[Given information Boundary: Start]

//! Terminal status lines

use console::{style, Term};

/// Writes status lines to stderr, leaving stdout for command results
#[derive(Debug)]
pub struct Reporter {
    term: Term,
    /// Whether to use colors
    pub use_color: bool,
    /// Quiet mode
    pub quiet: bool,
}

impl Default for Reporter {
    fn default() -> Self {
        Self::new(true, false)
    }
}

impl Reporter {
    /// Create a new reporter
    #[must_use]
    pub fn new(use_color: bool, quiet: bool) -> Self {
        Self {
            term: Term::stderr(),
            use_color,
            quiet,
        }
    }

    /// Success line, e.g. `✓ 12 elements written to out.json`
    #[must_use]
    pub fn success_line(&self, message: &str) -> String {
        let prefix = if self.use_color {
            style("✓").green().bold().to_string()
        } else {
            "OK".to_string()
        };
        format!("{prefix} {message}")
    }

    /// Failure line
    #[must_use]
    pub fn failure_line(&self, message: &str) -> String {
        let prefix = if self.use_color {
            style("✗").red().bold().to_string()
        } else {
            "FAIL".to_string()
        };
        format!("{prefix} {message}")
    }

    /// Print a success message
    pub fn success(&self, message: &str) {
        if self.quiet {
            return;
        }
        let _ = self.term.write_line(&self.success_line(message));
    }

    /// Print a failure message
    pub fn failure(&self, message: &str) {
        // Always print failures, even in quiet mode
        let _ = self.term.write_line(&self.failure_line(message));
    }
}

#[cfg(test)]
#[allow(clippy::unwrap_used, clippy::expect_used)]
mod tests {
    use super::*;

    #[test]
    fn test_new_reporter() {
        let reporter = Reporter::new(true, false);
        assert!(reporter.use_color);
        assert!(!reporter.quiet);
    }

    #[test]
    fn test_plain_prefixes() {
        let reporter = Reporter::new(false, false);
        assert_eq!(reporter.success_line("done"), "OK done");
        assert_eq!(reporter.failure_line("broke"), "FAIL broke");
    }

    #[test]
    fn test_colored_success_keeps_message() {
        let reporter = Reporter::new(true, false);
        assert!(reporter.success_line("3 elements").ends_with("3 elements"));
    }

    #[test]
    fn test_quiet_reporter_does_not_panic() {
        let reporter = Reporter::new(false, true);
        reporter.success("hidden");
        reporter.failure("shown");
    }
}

[Given information Boundary: End]
[Given information Boundary: Start]

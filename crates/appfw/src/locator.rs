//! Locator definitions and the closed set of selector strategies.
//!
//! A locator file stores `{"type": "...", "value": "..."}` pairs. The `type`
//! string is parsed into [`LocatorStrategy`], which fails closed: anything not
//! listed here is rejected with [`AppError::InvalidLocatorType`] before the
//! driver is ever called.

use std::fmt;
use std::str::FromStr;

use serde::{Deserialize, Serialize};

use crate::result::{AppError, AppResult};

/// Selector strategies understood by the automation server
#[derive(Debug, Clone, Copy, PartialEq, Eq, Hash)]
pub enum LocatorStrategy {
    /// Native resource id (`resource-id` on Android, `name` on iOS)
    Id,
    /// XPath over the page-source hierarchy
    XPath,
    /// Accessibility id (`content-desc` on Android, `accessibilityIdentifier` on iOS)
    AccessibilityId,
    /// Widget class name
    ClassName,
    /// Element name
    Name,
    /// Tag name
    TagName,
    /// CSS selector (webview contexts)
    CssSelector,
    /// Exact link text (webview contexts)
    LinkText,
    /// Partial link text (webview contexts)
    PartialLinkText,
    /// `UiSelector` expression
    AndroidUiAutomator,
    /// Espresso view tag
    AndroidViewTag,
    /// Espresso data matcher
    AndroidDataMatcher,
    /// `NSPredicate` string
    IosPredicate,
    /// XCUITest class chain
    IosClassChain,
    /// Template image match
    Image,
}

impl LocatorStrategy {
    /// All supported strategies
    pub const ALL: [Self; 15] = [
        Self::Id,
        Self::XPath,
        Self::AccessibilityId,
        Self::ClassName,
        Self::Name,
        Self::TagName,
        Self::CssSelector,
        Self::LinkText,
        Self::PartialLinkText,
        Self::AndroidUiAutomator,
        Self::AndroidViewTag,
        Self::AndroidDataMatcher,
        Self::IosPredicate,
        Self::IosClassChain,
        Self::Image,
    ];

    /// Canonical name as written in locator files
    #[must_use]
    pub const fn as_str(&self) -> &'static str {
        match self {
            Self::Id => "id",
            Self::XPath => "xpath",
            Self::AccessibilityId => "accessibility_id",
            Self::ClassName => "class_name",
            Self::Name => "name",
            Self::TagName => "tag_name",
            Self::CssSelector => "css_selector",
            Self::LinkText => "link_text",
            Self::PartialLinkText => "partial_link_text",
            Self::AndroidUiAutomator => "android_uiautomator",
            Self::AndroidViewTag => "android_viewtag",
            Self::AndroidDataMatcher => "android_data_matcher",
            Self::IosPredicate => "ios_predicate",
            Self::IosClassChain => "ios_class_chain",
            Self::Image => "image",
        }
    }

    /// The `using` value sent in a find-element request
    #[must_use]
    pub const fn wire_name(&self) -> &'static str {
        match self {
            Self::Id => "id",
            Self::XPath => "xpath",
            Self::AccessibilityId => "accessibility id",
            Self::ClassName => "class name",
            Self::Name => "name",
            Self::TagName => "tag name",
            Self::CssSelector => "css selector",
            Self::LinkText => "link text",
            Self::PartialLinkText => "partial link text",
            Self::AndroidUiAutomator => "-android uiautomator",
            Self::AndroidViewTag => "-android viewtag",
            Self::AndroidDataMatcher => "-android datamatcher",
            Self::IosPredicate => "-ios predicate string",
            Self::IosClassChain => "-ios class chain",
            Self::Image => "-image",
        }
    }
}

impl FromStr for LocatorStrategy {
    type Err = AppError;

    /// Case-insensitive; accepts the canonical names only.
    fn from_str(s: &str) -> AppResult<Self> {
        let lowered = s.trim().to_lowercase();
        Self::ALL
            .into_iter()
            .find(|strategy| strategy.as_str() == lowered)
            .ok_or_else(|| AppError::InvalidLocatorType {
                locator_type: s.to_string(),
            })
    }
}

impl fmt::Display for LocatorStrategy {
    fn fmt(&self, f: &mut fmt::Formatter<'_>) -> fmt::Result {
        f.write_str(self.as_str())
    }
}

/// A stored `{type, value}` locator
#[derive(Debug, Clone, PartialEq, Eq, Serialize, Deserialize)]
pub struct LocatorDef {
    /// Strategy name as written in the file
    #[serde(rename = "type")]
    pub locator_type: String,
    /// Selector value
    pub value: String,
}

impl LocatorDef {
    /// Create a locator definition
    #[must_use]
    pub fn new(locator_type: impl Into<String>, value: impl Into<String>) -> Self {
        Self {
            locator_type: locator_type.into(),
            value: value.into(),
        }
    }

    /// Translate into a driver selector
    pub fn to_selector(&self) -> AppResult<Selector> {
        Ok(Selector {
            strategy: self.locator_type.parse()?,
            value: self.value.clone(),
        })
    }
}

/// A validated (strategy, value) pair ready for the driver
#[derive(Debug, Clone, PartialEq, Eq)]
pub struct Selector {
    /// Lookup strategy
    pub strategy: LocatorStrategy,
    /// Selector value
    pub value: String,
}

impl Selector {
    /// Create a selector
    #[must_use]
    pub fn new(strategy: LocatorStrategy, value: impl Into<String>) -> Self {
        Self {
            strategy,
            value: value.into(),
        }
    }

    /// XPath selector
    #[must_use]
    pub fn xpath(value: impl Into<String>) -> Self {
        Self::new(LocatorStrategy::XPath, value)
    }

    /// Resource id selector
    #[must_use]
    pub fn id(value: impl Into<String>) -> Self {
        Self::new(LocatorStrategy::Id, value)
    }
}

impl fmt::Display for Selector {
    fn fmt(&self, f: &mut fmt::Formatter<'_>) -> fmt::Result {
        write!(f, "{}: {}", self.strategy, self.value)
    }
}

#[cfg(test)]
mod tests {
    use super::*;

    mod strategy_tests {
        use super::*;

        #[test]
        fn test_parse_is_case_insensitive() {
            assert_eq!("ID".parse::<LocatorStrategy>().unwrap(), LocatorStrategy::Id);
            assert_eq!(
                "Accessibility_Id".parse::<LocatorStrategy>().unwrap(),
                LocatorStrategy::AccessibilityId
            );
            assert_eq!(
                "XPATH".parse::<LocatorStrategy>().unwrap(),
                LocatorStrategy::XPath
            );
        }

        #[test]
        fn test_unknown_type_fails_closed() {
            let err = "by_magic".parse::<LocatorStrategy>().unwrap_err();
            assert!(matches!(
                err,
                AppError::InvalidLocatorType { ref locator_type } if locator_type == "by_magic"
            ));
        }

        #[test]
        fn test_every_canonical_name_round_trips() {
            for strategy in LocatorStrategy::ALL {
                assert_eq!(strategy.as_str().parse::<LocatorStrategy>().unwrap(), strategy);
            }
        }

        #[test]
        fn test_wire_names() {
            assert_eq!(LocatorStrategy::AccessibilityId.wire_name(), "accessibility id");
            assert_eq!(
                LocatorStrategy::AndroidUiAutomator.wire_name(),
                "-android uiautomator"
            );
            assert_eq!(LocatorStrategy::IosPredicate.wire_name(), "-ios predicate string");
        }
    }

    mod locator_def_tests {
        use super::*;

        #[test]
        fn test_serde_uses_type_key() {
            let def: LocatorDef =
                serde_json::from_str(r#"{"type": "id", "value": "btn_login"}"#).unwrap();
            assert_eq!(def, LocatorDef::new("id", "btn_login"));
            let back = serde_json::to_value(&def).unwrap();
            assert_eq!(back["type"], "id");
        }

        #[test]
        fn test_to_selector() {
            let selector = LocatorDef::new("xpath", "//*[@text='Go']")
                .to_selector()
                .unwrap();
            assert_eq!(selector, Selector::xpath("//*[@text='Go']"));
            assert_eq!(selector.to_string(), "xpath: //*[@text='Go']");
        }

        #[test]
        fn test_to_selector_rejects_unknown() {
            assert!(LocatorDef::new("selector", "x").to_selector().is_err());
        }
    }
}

[Given information Boundary: End]

• _What to work on_
The lines above that include "Espresso" should each be listed.

• _Answer to this exercise_
    /// Espresso view tag
    /// Espresso data matcher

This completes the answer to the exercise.